Saved data entries:

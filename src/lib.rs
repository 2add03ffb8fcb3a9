//! Flavornet
//!
//! An ingredient co-occurrence dashboard: edge tables are filtered by a
//! strength threshold, weights are rescaled for visual encoding, and the
//! surviving network is laid out and rendered as plotly figures next to a
//! per-cuisine bar chart and a per-country choropleth.
//!
//! # Architecture
//!
//! - [`data`]: edge records, CSV loading, threshold filter and rescale
//! - [`graph`]: the ingredient network built from filtered edges
//! - [`figure`]: serializable figure payloads
//! - [`dashboard`]: immutable data context and the pure `render` function
//! - [`http`]: axum server for the browser page
//! - [`config`]: YAML/CLI configuration
//!
//! Layout algorithms live in the `flavornet-layout` crate.
//!
//! ## Example Usage
//!
//! ```rust
//! use flavornet::config::RenderConfig;
//! use flavornet::dashboard::{render, DataContext, Selection};
//! use flavornet::data::EdgeRecord;
//!
//! let ctx = DataContext::new(vec![
//!     EdgeRecord::new("garlic", "onion", 0.9),
//!     EdgeRecord::new("basil", "tomato", 0.2),
//! ]);
//!
//! let selection = Selection::new(0.5, Some("garlic".to_string())).unwrap();
//! let payload = render(&selection, &ctx, &RenderConfig::default());
//!
//! assert_eq!(payload.summary.edges, 1);
//! assert!(payload.summary.selected_in_network);
//! ```

#![allow(missing_docs)]
#![warn(clippy::all)]

pub mod config;
pub mod dashboard;
pub mod data;
pub mod error;
pub mod figure;
pub mod graph;
pub mod http;

// Re-export main types for convenience
pub use config::{DashboardConfig, DataSources, LayoutAlgorithm, LayoutConfig, RenderConfig, ServerConfig};
pub use dashboard::{controls, render, Controls, DataContext, RenderPayload, RenderSummary, Selection};
pub use data::{filter_by_threshold, rescale, EdgeColumns, EdgeRecord, OccurrenceMatrix};
pub use error::{DashboardError, DashboardResult};
pub use figure::{Figure, Trace};
pub use graph::IngredientNetwork;
pub use http::HttpServer;

/// Version information
pub const VERSION: &str = env!("CARGO_PKG_VERSION");

/// Get version string
pub fn version() -> &'static str {
    VERSION
}

#[cfg(test)]
mod tests {
    use super::*;

    #[test]
    fn test_version() {
        let ver = version();
        assert!(!ver.is_empty());
        assert_eq!(ver, "0.3.0");
    }
}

*Aim of the task*
Look through the records and copy down every line that holds "graph".

*Completed task*
//! - [`graph`]: the ingredient network built from filtered edges
pub mod graph;
pub use graph::IngredientNetwork;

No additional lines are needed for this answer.